* _Task item_
The answer must consist of every line from the entries that holds the word "Approved".

* _Given records_
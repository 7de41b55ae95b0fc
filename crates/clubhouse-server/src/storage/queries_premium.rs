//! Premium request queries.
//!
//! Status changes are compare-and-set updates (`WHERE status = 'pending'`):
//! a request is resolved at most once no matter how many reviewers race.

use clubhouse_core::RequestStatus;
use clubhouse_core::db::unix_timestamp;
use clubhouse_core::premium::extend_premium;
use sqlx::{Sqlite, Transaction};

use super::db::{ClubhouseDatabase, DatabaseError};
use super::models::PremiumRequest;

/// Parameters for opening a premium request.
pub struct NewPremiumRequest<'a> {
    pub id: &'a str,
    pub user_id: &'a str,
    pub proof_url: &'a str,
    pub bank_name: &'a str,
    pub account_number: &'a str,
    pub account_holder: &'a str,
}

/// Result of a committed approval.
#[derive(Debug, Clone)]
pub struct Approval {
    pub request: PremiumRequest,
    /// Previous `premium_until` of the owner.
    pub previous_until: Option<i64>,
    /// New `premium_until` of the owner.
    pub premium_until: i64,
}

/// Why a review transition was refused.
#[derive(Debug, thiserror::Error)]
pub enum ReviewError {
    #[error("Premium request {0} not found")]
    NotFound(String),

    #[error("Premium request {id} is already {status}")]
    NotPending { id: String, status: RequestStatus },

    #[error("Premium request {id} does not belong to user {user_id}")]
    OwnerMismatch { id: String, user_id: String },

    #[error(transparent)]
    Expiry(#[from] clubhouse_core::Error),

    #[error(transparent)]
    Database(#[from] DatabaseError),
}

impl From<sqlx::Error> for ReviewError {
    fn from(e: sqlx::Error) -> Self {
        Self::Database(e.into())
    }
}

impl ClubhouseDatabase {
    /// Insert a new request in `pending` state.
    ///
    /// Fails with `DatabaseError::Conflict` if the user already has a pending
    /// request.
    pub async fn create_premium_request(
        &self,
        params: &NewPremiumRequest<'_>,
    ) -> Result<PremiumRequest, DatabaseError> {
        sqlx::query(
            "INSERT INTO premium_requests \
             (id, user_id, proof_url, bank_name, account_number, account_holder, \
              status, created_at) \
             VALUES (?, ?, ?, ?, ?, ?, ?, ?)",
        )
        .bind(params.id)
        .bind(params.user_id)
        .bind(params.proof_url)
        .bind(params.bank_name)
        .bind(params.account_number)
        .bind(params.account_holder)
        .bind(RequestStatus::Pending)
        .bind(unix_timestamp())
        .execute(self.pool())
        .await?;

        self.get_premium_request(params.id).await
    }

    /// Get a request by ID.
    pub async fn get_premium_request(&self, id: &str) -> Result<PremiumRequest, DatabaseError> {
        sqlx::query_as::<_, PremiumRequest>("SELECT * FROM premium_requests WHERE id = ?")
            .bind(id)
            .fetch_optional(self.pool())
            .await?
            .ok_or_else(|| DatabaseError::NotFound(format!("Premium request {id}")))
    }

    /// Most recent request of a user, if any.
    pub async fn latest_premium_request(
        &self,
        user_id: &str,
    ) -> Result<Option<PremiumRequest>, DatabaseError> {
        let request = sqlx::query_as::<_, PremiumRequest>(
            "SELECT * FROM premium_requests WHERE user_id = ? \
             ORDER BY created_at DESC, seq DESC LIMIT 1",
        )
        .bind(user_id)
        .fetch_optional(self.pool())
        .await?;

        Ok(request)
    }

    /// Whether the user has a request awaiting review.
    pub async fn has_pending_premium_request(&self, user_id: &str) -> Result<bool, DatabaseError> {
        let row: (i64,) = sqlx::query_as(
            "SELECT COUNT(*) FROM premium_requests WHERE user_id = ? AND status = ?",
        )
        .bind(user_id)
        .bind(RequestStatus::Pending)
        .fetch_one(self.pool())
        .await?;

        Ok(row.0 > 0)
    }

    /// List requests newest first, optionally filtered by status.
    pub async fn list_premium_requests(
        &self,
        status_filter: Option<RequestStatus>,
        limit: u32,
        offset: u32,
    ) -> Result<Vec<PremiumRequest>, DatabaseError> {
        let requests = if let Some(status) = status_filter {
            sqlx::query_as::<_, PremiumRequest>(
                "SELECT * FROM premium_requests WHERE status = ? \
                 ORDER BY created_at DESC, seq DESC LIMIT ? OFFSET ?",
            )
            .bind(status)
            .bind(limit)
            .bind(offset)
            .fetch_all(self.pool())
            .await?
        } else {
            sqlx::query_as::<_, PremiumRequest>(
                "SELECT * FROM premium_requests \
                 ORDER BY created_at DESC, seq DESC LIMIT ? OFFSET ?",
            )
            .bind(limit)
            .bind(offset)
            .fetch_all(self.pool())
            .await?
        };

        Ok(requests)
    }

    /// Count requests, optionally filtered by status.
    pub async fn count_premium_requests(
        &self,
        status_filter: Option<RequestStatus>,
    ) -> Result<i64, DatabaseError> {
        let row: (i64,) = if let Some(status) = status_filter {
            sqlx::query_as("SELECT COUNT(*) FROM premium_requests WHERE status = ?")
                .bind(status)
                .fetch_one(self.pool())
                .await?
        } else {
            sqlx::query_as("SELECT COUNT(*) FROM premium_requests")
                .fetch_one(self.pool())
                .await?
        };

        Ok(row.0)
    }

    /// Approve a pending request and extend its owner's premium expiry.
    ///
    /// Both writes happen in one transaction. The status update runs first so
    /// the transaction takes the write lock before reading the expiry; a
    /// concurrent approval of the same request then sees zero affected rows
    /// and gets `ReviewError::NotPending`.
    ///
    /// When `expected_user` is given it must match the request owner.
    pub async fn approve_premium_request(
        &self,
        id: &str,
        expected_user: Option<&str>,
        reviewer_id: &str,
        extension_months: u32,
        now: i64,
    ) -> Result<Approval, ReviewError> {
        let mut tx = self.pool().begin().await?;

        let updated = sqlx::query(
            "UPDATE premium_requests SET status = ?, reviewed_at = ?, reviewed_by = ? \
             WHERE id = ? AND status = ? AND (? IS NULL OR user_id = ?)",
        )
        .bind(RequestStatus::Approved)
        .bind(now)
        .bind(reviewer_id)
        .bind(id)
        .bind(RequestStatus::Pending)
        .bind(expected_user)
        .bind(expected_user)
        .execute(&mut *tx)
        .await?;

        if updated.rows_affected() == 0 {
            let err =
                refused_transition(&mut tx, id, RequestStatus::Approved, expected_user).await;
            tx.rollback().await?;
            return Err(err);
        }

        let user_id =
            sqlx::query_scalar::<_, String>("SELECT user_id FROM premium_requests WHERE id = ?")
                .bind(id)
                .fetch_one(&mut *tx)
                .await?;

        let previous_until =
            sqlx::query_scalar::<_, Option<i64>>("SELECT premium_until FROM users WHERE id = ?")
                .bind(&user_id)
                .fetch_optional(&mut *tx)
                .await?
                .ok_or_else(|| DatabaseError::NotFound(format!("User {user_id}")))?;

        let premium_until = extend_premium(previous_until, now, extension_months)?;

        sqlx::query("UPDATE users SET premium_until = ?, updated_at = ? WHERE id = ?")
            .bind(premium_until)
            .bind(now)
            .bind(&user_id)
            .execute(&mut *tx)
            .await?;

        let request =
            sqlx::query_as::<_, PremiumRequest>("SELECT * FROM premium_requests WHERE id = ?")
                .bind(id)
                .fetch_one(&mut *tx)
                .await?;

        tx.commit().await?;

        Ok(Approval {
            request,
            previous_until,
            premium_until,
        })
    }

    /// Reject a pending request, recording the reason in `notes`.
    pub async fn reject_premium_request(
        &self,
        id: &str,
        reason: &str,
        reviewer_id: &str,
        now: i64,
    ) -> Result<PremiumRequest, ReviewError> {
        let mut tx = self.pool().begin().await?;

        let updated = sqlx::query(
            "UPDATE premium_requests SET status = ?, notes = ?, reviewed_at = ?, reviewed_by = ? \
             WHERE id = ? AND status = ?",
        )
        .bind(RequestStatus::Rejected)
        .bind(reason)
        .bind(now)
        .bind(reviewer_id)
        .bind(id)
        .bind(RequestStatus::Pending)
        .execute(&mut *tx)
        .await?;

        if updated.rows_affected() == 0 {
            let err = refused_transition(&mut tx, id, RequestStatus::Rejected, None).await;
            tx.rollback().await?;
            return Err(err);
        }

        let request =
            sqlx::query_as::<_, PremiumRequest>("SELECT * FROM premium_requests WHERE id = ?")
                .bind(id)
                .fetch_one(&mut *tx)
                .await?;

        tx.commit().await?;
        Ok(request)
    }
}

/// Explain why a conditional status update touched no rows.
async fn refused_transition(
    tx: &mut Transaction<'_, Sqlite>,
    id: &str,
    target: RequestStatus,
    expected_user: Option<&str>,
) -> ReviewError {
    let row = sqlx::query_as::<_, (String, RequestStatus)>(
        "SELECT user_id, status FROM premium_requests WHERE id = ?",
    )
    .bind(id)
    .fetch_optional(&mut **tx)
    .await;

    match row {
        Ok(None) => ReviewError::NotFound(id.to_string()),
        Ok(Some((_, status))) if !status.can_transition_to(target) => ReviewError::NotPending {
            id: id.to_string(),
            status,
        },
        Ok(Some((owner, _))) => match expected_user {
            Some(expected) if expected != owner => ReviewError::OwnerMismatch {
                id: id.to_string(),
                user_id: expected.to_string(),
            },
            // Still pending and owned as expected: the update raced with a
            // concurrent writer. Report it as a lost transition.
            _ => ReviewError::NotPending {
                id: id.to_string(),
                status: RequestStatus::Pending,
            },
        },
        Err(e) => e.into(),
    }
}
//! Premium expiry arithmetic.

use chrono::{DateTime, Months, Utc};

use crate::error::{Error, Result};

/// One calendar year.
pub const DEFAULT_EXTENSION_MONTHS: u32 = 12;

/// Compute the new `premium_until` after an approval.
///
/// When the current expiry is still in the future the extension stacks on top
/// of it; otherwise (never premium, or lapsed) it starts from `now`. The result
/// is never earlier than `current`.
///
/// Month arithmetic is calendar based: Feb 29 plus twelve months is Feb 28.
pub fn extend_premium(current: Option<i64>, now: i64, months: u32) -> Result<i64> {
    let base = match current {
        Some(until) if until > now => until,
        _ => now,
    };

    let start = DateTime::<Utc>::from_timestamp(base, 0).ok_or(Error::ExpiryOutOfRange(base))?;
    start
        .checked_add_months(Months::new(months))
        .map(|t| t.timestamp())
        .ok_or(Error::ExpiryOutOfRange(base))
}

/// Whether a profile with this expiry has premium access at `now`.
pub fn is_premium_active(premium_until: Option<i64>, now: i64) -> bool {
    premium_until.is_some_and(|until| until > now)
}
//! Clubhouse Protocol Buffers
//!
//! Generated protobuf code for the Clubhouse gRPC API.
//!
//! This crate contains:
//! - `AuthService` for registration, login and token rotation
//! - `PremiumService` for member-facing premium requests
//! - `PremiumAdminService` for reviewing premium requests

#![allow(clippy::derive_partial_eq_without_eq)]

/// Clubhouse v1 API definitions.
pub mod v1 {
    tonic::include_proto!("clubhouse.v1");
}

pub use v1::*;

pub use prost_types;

* _Solution to the exercise_
        .bind(RequestStatus::Approved)
                refused_transition(&mut tx, id, RequestStatus::Approved, expected_user).await;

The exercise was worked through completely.